When you find the line with "filename src/orchestrator/exit_monitor.rs" among the records below, reproduce it and each line after it exactly, ending with the line with "Role of the exited process.".

--

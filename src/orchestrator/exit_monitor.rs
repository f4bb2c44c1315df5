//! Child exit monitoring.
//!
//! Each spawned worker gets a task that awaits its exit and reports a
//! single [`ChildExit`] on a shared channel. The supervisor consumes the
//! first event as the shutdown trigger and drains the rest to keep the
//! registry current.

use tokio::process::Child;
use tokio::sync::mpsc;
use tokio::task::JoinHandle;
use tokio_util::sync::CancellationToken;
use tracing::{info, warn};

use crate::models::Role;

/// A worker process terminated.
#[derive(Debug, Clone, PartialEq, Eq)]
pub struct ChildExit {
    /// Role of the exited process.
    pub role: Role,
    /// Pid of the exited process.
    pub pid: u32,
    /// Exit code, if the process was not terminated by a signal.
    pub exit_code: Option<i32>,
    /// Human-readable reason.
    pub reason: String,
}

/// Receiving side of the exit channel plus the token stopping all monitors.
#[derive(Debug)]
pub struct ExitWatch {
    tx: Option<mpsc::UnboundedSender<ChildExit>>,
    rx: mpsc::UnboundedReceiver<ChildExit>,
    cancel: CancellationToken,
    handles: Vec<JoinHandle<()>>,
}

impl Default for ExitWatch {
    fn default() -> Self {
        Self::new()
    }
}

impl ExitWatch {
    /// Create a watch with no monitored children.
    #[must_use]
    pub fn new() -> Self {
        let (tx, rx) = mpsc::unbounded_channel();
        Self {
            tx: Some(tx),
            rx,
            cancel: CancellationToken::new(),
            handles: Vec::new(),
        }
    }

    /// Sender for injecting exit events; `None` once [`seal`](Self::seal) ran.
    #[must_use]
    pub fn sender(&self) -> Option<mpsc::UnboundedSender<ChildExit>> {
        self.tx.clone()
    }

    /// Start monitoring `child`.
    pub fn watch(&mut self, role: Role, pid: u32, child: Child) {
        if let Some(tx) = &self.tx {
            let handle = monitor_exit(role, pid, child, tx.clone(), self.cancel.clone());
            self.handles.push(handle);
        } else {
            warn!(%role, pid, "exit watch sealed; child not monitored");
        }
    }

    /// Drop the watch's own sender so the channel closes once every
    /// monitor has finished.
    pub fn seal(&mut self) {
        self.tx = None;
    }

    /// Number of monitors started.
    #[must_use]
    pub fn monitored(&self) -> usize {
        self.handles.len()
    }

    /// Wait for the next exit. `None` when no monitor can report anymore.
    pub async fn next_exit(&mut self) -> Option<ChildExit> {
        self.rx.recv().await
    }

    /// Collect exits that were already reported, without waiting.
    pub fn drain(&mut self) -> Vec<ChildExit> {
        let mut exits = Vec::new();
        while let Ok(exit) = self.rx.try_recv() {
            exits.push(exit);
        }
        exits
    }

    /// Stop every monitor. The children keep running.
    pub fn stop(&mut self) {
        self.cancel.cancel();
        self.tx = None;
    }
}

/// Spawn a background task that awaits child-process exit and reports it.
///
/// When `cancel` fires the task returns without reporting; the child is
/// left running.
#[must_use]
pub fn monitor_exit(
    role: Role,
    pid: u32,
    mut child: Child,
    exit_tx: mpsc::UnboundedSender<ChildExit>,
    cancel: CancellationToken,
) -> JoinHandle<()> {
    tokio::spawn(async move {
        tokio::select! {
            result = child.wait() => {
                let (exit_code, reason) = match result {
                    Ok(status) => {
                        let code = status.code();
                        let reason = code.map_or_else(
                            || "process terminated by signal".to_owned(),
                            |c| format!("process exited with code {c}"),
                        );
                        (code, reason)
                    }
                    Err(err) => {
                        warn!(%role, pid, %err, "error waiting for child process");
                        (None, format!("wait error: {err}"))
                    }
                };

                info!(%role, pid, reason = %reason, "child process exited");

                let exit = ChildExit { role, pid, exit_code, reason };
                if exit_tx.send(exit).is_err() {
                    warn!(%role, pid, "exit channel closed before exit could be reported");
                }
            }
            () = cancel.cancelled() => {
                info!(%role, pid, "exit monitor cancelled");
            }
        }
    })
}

--

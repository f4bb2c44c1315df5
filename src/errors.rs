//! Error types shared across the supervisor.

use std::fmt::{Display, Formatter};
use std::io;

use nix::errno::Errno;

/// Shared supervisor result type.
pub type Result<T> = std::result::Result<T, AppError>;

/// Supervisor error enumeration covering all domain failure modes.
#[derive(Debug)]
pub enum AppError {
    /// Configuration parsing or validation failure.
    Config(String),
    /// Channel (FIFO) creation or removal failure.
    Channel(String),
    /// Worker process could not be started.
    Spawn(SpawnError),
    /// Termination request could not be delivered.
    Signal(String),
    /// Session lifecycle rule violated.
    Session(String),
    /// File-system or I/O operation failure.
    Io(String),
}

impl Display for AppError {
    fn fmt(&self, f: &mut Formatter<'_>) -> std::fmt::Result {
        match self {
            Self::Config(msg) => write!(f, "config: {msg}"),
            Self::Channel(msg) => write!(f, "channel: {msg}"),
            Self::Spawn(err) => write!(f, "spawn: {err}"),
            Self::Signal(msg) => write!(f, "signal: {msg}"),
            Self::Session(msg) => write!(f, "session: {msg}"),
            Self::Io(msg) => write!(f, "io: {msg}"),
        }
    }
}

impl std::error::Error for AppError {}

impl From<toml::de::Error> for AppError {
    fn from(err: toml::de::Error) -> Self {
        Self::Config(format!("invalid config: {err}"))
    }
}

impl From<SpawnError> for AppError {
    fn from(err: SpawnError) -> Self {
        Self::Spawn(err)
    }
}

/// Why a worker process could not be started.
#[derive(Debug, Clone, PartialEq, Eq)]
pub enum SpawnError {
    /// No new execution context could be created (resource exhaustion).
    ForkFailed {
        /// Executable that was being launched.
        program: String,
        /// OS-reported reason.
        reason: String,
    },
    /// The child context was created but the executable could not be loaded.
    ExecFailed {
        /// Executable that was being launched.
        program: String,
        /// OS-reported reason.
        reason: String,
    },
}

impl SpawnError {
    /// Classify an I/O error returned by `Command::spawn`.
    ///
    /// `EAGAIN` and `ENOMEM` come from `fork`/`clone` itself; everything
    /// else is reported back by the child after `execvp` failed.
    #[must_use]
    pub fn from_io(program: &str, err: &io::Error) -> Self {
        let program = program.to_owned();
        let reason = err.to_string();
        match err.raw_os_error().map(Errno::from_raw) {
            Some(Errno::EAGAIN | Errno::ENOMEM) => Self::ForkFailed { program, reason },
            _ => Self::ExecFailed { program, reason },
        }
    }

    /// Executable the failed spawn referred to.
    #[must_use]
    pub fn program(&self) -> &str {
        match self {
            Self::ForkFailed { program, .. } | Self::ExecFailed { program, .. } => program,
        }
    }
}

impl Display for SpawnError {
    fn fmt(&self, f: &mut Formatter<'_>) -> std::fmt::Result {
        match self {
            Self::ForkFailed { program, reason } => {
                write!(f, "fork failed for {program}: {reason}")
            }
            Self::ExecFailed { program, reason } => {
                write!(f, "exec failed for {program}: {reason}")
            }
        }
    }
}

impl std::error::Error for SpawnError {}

--

Written answer »
filename src/orchestrator/exit_monitor.rs
repository f4bb2c44c1315df5
//! Child exit monitoring.
//!
//! Each spawned worker gets a task that awaits its exit and reports a
//! single [`ChildExit`] on a shared channel. The supervisor consumes the
//! first event as the shutdown trigger and drains the rest to keep the
//! registry current.

use tokio::process::Child;
use tokio::sync::mpsc;
use tokio::task::JoinHandle;
use tokio_util::sync::CancellationToken;
use tracing::{info, warn};

use crate::models::Role;

/// A worker process terminated.
#[derive(Debug, Clone, PartialEq, Eq)]
pub struct ChildExit {
    /// Role of the exited process.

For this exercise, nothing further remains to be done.